Rocks below, Stars above

Little did I know when writing the previous post that Google was cooking up SKY for their latest version (4.2) of GoogleEarth! Now, the greenest tyro can download GoogleEarth, click on Sky, and begin scanning the heavens. Naturally, Google makes this easy and intuitive. They provide a simple menu of Celestial Objects to choose from, including the entire catalog of Messier objects, Yale Bright Stars, and the New General Catalog, all of which label themselves at appropriate levels.

You really have to wonder if Google is not actually run by some sinister joint venture between the NSA and aliens from another galaxy. After all, they are doing a pretty good job of digitizing the entire corpus of human knowledge, while at the same time observing each mouse-click made by human beings and getting us ready for outer space!

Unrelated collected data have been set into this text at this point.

//! Whole-table helpers: reordering columns and rows, sampling rows,
//! and extracting the diagonal of a matrix.
//!
//! All functions borrow their input and return a new value.
//! Randomized functions take the random source as an explicit argument,
//! so results are reproducible with a seeded generator.

use rand::{seq::index, Rng};

use crate::{error::Error, matrix::Matrix, permutator::Permutator};

use super::table::Table;

/// Returns the elements on the diagonal of `matrix`, see [`Matrix::diagonal`].
///
/// # Errors
/// Returns [`Error::InvalidArgument`] if the matrix has no rows or no columns.
pub fn extract_diagonal<T: Clone>(matrix: &Matrix<T>) -> Result<Vec<T>, Error> {
    matrix.diagonal()
}

/// Returns `table` with its columns in a uniformly random order.
/// The data within each column is unchanged.
pub fn permute_columns<R>(table: &Table, rng: &mut R) -> Table
where
    R: Rng + ?Sized,
{
    let permutator = Permutator::random(table.ncols(), rng);
    log::debug!("permuting columns by {:?}", permutator.get_sort_vec());

    table
        .reorder_columns(&permutator)
        .expect("permutation has one entry per column")
}

/// Returns `table` with its columns sorted by name.
///
/// Names are compared byte-wise, i.e., case-sensitive and independent of the locale.
pub fn alphabetize_columns(table: &Table) -> Table {
    let permutator = Permutator::sort_from_vec(&table.column_names());

    table
        .reorder_columns(&permutator)
        .expect("permutation has one entry per column")
}

/// Returns `table` with both its rows and its columns in a uniformly random order.
pub fn permute_rows_and_columns<R>(table: &Table, rng: &mut R) -> Table
where
    R: Rng + ?Sized,
{
    let rows = Permutator::random(table.nrows(), rng);
    log::debug!("permuting rows by {:?}", rows.get_sort_vec());

    let shuffled = table
        .reorder_rows(&rows)
        .expect("permutation has one entry per row");
    permute_columns(&shuffled, rng)
}

/// Returns `size` consecutive rows of `table`, starting at a uniformly random row.
///
/// If `size` exceeds the number of rows, the whole table is returned.
///
/// # Errors
/// Returns [`Error::InvalidArgument`] if the table has no rows or `size` is zero.
pub fn sample_contiguous_rows<R>(table: &Table, size: usize, rng: &mut R) -> Result<Table, Error>
where
    R: Rng + ?Sized,
{
    let rows = table.nrows();
    if rows == 0 {
        return Err(Error::invalid_argument(
            "cannot sample rows from a table without rows",
        ));
    }
    if size == 0 {
        return Err(Error::invalid_argument("sample size must be at least 1"));
    }

    let size = size.min(rows);
    let start = rng.gen_range(0..=rows - size);
    log::debug!("sampling rows {start}..{} of {rows}", start + size);

    table.rows(start..start + size)
}

/// Returns `size` distinct rows of `table`, drawn uniformly at random,
/// in the order in which they were drawn.
///
/// # Errors
/// Returns [`Error::InvalidArgument`] if the table has no rows or fewer than `size` rows.
pub fn sample_rows<R>(table: &Table, size: usize, rng: &mut R) -> Result<Table, Error>
where
    R: Rng + ?Sized,
{
    let rows = table.nrows();
    if rows == 0 {
        return Err(Error::invalid_argument(
            "cannot sample rows from a table without rows",
        ));
    }
    if size > rows {
        return Err(Error::invalid_argument(format!(
            "cannot sample {size} distinct rows from a table with {rows} rows"
        )));
    }

    let indices = index::sample(rng, rows, size).into_vec();
    log::debug!("sampling rows {indices:?}");

    table.take_rows(&indices)
}

#[cfg(test)]
mod test {
    use super::*;
    use crate::datatypes::ColumnData;
    use rand::SeedableRng;
    use rand_pcg::Pcg64;
    use test_log::test;

    fn numbered(rows: i64, names: &[&str]) -> Table {
        Table::new(
            names
                .iter()
                .map(|name| (name.to_string(), ColumnData::from((0..rows).collect::<Vec<_>>())))
                .collect(),
        )
        .expect("columns are well-formed")
    }

    #[test]
    fn permute_columns_keeps_column_identity() {
        let table = numbered(3, &["d", "a", "c", "b", "e"]);
        let permuted = permute_columns(&table, &mut Pcg64::seed_from_u64(7));

        let mut names = permuted.column_names();
        names.sort_unstable();
        assert_eq!(names, ["a", "b", "c", "d", "e"]);
        for (name, column) in permuted.columns() {
            assert_eq!(table.column(name).ok(), Some(column));
        }
    }

    #[test]
    fn permute_columns_follows_the_random_source() {
        let table = numbered(3, &["a", "b", "c", "d", "e"]);
        let names = table.column_names();

        for seed in 0..10 {
            let order = Permutator::random(5, &mut Pcg64::seed_from_u64(seed));
            let expected = order
                .permute(&names)
                .expect("one entry per column")
                .collect::<Vec<_>>();

            let permuted = permute_columns(&table, &mut Pcg64::seed_from_u64(seed));
            assert_eq!(permuted.column_names(), expected);
        }

        let identity = Permutator::identity(5);
        assert!((0..10).any(|seed| {
            Permutator::random(5, &mut Pcg64::seed_from_u64(seed)) != identity
        }));
    }

    #[test]
    fn permute_columns_without_columns() {
        let permuted = permute_columns(&Table::empty(), &mut Pcg64::seed_from_u64(0));
        assert_eq!(permuted, Table::empty());
    }

    #[test]
    fn alphabetize_is_case_sensitive() {
        let table = numbered(2, &["b", "B", "a", "_x"]);
        let sorted = alphabetize_columns(&table);

        assert_eq!(sorted.column_names(), ["B", "_x", "a", "b"]);
        assert_eq!(alphabetize_columns(&sorted), sorted);
    }

    #[test]
    fn contiguous_sample_clamps_size() {
        let table = numbered(5, &["x"]);
        let sample = sample_contiguous_rows(&table, 100, &mut Pcg64::seed_from_u64(1))
            .expect("table has rows");

        assert_eq!(sample, table);
    }

    #[test]
    fn contiguous_sample_rejects_degenerate_input() {
        let mut rng = Pcg64::seed_from_u64(1);

        assert!(matches!(
            sample_contiguous_rows(&numbered(0, &["x"]), 3, &mut rng),
            Err(Error::InvalidArgument(_))
        ));
        assert!(matches!(
            sample_contiguous_rows(&numbered(4, &["x"]), 0, &mut rng),
            Err(Error::InvalidArgument(_))
        ));
    }

    #[test]
    fn permute_rows_and_columns_keeps_rows_together() {
        let table = Table::new(vec![
            ("n".to_string(), ColumnData::from(vec![1i64, 2, 3, 4])),
            ("s".to_string(), ColumnData::from(vec!["1", "2", "3", "4"])),
        ])
        .expect("columns are well-formed");
        let shuffled = permute_rows_and_columns(&table, &mut Pcg64::seed_from_u64(3));

        let numbers = shuffled.column("n").expect("column is kept");
        let strings = shuffled.column("s").expect("column is kept");
        for (number, string) in numbers.iter().zip(strings.iter()) {
            assert_eq!(number.to_string(), string.to_string());
        }
    }

    #[test]
    fn sample_rows_without_replacement() {
        let table = numbered(10, &["x"]);
        let mut rng = Pcg64::seed_from_u64(11);

        let sample = sample_rows(&table, 4, &mut rng).expect("enough rows");
        let ColumnData::Integer(values) = sample.column("x").expect("column is kept") else {
            panic!("x is an integer column")
        };
        let mut distinct = values.clone();
        distinct.sort_unstable();
        distinct.dedup();
        assert_eq!(distinct.len(), 4);

        assert!(sample_rows(&table, 11, &mut rng).is_err());
        assert!(sample_rows(&numbered(0, &["x"]), 0, &mut rng).is_err());
    }
}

At any rate, I have to admit that the time-bar, which I am busily trying to implement for my own spatio-temporal geographic data, is totally cool when it comes to animating the positions of planets in the sky.

You can set a “thickness” of the time bar, which creates a sort of streaming image trail, and then you can either drag the thickness along the width of the time-bar, or you can just do the lazy thing and click the animation button. Either way, you are in for a fun visual…the sort of thing that must have danced in the minds of Tycho Brahe and Johannes Kepler when the rye bread they were chewing on tasted a little rusty!

Google has also managed to embed fairly decent resolution images of various objects taken by the Hubble telescope. This makes for some spectacular browsing, if you have any interest in astronomy.

These kids today…no more Elmer’s glue and stryofoam balls…just flick a mouse across the sky and away you go!

GoogleEarth’s Sky is definitely not up to the gold-standard set by Stellarium, but it does provide a sort of “gateway drug” for people afraid of software. Judging from my experience with GIS, there will be millions of people who will give Sky a whirl, but who wouldn’t even consider downloading Stellarium.